Directions for this task: All of the data must be output without alteration.

:::::

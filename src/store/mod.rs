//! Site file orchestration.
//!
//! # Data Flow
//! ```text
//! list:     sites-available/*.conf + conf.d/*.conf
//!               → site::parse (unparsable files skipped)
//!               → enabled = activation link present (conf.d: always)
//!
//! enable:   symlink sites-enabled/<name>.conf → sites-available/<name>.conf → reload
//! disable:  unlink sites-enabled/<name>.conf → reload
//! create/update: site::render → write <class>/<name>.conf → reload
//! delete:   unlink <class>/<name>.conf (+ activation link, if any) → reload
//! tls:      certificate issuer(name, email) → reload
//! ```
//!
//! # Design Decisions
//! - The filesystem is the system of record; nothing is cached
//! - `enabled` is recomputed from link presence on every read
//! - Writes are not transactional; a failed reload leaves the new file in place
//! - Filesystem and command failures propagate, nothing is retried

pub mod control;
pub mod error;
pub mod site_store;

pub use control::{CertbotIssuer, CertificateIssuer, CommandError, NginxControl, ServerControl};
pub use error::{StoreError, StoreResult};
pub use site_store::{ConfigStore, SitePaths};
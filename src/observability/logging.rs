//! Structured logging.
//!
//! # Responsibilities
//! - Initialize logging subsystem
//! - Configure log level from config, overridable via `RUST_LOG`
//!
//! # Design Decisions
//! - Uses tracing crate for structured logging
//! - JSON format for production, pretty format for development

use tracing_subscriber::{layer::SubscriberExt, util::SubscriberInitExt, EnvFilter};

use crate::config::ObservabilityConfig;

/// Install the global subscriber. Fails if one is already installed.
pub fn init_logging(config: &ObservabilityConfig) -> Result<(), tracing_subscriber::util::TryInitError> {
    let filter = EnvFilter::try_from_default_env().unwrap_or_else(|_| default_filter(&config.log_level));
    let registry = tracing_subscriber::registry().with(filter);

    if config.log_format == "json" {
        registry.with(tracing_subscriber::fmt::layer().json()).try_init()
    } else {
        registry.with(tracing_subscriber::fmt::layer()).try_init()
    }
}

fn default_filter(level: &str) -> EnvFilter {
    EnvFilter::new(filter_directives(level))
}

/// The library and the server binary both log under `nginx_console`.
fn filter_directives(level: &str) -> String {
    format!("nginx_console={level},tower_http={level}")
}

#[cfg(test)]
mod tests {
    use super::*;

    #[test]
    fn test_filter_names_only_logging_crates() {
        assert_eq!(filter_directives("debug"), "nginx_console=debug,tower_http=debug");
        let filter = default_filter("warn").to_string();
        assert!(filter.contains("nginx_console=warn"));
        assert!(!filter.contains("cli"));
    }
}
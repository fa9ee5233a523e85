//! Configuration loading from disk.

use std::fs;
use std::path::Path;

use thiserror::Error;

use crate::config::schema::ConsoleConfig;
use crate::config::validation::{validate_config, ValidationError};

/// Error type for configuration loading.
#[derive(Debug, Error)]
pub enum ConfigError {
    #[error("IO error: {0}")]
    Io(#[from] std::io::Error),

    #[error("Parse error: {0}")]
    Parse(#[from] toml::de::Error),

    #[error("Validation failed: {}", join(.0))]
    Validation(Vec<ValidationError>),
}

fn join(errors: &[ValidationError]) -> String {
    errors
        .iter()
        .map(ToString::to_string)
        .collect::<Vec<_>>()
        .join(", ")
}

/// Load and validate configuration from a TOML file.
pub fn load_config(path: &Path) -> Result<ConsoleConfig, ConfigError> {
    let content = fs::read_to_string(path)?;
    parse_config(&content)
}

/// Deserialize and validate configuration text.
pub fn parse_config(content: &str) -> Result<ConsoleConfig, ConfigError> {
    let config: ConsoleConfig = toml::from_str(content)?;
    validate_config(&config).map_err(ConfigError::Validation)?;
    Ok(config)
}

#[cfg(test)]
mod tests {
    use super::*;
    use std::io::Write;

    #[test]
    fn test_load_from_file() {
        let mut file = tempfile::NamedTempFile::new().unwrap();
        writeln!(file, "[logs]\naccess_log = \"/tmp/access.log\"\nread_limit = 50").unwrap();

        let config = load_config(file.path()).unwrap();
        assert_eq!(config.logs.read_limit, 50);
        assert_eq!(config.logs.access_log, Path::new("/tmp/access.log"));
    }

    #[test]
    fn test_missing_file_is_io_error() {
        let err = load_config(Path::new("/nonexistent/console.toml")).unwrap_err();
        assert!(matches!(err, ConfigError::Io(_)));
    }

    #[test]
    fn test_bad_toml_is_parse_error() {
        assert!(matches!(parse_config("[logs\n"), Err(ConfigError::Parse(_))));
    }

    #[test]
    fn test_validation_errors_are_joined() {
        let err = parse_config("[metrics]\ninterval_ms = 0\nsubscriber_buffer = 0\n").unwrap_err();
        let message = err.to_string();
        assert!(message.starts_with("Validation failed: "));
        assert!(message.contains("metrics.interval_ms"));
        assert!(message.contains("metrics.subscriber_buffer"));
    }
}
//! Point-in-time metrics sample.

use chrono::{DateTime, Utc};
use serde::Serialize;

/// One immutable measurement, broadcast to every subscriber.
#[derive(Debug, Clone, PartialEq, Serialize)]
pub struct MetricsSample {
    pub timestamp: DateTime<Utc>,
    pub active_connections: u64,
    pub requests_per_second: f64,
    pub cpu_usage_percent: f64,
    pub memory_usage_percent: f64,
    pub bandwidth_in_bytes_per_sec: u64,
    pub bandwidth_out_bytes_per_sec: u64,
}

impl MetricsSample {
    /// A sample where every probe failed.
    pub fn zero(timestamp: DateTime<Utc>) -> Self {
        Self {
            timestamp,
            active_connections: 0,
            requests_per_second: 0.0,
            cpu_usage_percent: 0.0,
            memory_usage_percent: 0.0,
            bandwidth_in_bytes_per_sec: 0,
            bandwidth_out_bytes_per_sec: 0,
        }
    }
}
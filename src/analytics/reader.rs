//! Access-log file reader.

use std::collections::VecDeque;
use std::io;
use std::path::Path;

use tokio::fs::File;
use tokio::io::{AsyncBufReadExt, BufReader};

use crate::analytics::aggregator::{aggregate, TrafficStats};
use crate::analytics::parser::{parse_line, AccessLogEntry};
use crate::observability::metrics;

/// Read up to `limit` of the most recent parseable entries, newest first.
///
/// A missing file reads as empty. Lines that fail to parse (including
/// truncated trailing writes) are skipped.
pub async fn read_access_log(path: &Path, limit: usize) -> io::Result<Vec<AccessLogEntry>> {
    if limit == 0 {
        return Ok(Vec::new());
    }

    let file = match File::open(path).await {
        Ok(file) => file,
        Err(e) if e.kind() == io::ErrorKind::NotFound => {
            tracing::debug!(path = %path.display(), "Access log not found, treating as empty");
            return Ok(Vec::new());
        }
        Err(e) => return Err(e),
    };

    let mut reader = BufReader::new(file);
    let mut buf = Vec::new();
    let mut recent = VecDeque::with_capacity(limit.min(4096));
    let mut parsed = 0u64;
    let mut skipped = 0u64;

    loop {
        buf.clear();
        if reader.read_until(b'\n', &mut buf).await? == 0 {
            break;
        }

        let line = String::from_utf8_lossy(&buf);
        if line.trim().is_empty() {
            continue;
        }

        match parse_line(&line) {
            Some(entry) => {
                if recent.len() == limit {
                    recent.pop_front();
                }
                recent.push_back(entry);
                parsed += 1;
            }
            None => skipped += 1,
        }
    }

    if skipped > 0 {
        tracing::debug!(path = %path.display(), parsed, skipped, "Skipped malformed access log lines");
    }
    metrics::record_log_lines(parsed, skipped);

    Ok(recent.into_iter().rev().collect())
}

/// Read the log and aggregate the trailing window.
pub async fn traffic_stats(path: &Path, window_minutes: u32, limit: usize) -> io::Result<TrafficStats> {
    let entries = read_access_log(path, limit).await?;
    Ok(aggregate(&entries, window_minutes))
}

:::::

Result for this task:
filename src/store/mod.rs
//! Site file orchestration.
//!
//! # Data Flow
//! ```text
//! list:     sites-available/*.conf + conf.d/*.conf
//!               → site::parse (unparsable files skipped)
//!               → enabled = activation link present (conf.d: always)
//!
//! enable:   symlink sites-enabled/<name>.conf → sites-available/<name>.conf → reload
//! disable:  unlink sites-enabled/<name>.conf → reload
//! create/update: site::render → write <class>/<name>.conf → reload
//! delete:   unlink <class>/<name>.conf (+ activation link, if any) → reload
//! tls:      certificate issuer(name, email) → reload
//! ```
//!
//! # Design Decisions
//! - The filesystem is the system of record; nothing is cached
//! - `enabled` is recomputed from link presence on every read
//! - Writes are not transactional; a failed reload leaves the new file in place
//! - Filesystem and command failures propagate, nothing is retried

pub mod control;
pub mod error;
pub mod site_store;

pub use control::{CertbotIssuer, CertificateIssuer, CommandError, NginxControl, ServerControl};
pub use error::{StoreError, StoreResult};
pub use site_store::{ConfigStore, SitePaths};
filename src/observability/logging.rs
//! Structured logging.
//!
//! # Responsibilities
//! - Initialize logging subsystem
//! - Configure log level from config, overridable via `RUST_LOG`
//!
//! # Design Decisions
//! - Uses tracing crate for structured logging
//! - JSON format for production, pretty format for development

use tracing_subscriber::{layer::SubscriberExt, util::SubscriberInitExt, EnvFilter};

use crate::config::ObservabilityConfig;

/// Install the global subscriber. Fails if one is already installed.
pub fn init_logging(config: &ObservabilityConfig) -> Result<(), tracing_subscriber::util::TryInitError> {
    let filter = EnvFilter::try_from_default_env().unwrap_or_else(|_| default_filter(&config.log_level));
    let registry = tracing_subscriber::registry().with(filter);

    if config.log_format == "json" {
        registry.with(tracing_subscriber::fmt::layer().json()).try_init()
    } else {
        registry.with(tracing_subscriber::fmt::layer()).try_init()
    }
}

fn default_filter(level: &str) -> EnvFilter {
    EnvFilter::new(filter_directives(level))
}

/// The library and the server binary both log under `nginx_console`.
fn filter_directives(level: &str) -> String {
    format!("nginx_console={level},tower_http={level}")
}

#[cfg(test)]
mod tests {
    use super::*;

    #[test]
    fn test_filter_names_only_logging_crates() {
        assert_eq!(filter_directives("debug"), "nginx_console=debug,tower_http=debug");
        let filter = default_filter("warn").to_string();
        assert!(filter.contains("nginx_console=warn"));
        assert!(!filter.contains("cli"));
    }
}
repository fa9ee5233a523e85
//! Configuration loading from disk.

use std::fs;
use std::path::Path;

use thiserror::Error;

use crate::config::schema::ConsoleConfig;
use crate::config::validation::{validate_config, ValidationError};

/// Error type for configuration loading.
#[derive(Debug, Error)]
pub enum ConfigError {
    #[error("IO error: {0}")]
    Io(#[from] std::io::Error),

    #[error("Parse error: {0}")]
    Parse(#[from] toml::de::Error),

    #[error("Validation failed: {}", join(.0))]
    Validation(Vec<ValidationError>),
}

fn join(errors: &[ValidationError]) -> String {
    errors
        .iter()
        .map(ToString::to_string)
        .collect::<Vec<_>>()
        .join(", ")
}

/// Load and validate configuration from a TOML file.
pub fn load_config(path: &Path) -> Result<ConsoleConfig, ConfigError> {
    let content = fs::read_to_string(path)?;
    parse_config(&content)
}

/// Deserialize and validate configuration text.
pub fn parse_config(content: &str) -> Result<ConsoleConfig, ConfigError> {
    let config: ConsoleConfig = toml::from_str(content)?;
    validate_config(&config).map_err(ConfigError::Validation)?;
    Ok(config)
}

#[cfg(test)]
mod tests {
    use super::*;
    use std::io::Write;

    #[test]
    fn test_load_from_file() {
        let mut file = tempfile::NamedTempFile::new().unwrap();
        writeln!(file, "[logs]\naccess_log = \"/tmp/access.log\"\nread_limit = 50").unwrap();

        let config = load_config(file.path()).unwrap();
        assert_eq!(config.logs.read_limit, 50);
        assert_eq!(config.logs.access_log, Path::new("/tmp/access.log"));
    }

    #[test]
    fn test_missing_file_is_io_error() {
        let err = load_config(Path::new("/nonexistent/console.toml")).unwrap_err();
        assert!(matches!(err, ConfigError::Io(_)));
    }

    #[test]
    fn test_bad_toml_is_parse_error() {
        assert!(matches!(parse_config("[logs\n"), Err(ConfigError::Parse(_))));
    }

    #[test]
    fn test_validation_errors_are_joined() {
        let err = parse_config("[metrics]\ninterval_ms = 0\nsubscriber_buffer = 0\n").unwrap_err();
        let message = err.to_string();
        assert!(message.starts_with("Validation failed: "));
        assert!(message.contains("metrics.interval_ms"));
        assert!(message.contains("metrics.subscriber_buffer"));
    }
}
//! Point-in-time metrics sample.

use chrono::{DateTime, Utc};
use serde::Serialize;

/// One immutable measurement, broadcast to every subscriber.
#[derive(Debug, Clone, PartialEq, Serialize)]
pub struct MetricsSample {
    pub timestamp: DateTime<Utc>,
    pub active_connections: u64,
    pub requests_per_second: f64,
    pub cpu_usage_percent: f64,
    pub memory_usage_percent: f64,
    pub bandwidth_in_bytes_per_sec: u64,
    pub bandwidth_out_bytes_per_sec: u64,
}

impl MetricsSample {
    /// A sample where every probe failed.
    pub fn zero(timestamp: DateTime<Utc>) -> Self {
        Self {
            timestamp,
            active_connections: 0,
            requests_per_second: 0.0,
            cpu_usage_percent: 0.0,
            memory_usage_percent: 0.0,
            bandwidth_in_bytes_per_sec: 0,
            bandwidth_out_bytes_per_sec: 0,
        }
    }
}
filename src/analytics/reader.rs
//! Access-log file reader.

use std::collections::VecDeque;
use std::io;
use std::path::Path;

use tokio::fs::File;
use tokio::io::{AsyncBufReadExt, BufReader};

use crate::analytics::aggregator::{aggregate, TrafficStats};
use crate::analytics::parser::{parse_line, AccessLogEntry};
use crate::observability::metrics;

/// Read up to `limit` of the most recent parseable entries, newest first.
///
/// A missing file reads as empty. Lines that fail to parse (including
/// truncated trailing writes) are skipped.
pub async fn read_access_log(path: &Path, limit: usize) -> io::Result<Vec<AccessLogEntry>> {
    if limit == 0 {
        return Ok(Vec::new());
    }

    let file = match File::open(path).await {
        Ok(file) => file,
        Err(e) if e.kind() == io::ErrorKind::NotFound => {
            tracing::debug!(path = %path.display(), "Access log not found, treating as empty");
            return Ok(Vec::new());
        }
        Err(e) => return Err(e),
    };

    let mut reader = BufReader::new(file);
    let mut buf = Vec::new();
    let mut recent = VecDeque::with_capacity(limit.min(4096));
    let mut parsed = 0u64;
    let mut skipped = 0u64;

    loop {
        buf.clear();
        if reader.read_until(b'\n', &mut buf).await? == 0 {
            break;
        }

        let line = String::from_utf8_lossy(&buf);
        if line.trim().is_empty() {
            continue;
        }

        match parse_line(&line) {
            Some(entry) => {
                if recent.len() == limit {
                    recent.pop_front();
                }
                recent.push_back(entry);
                parsed += 1;
            }
            None => skipped += 1,
        }
    }

    if skipped > 0 {
        tracing::debug!(path = %path.display(), parsed, skipped, "Skipped malformed access log lines");
    }
    metrics::record_log_lines(parsed, skipped);

    Ok(recent.into_iter().rev().collect())
}

/// Read the log and aggregate the trailing window.
pub async fn traffic_stats(path: &Path, window_minutes: u32, limit: usize) -> io::Result<TrafficStats> {
    let entries = read_access_log(path, limit).await?;
    Ok(aggregate(&entries, window_minutes))
}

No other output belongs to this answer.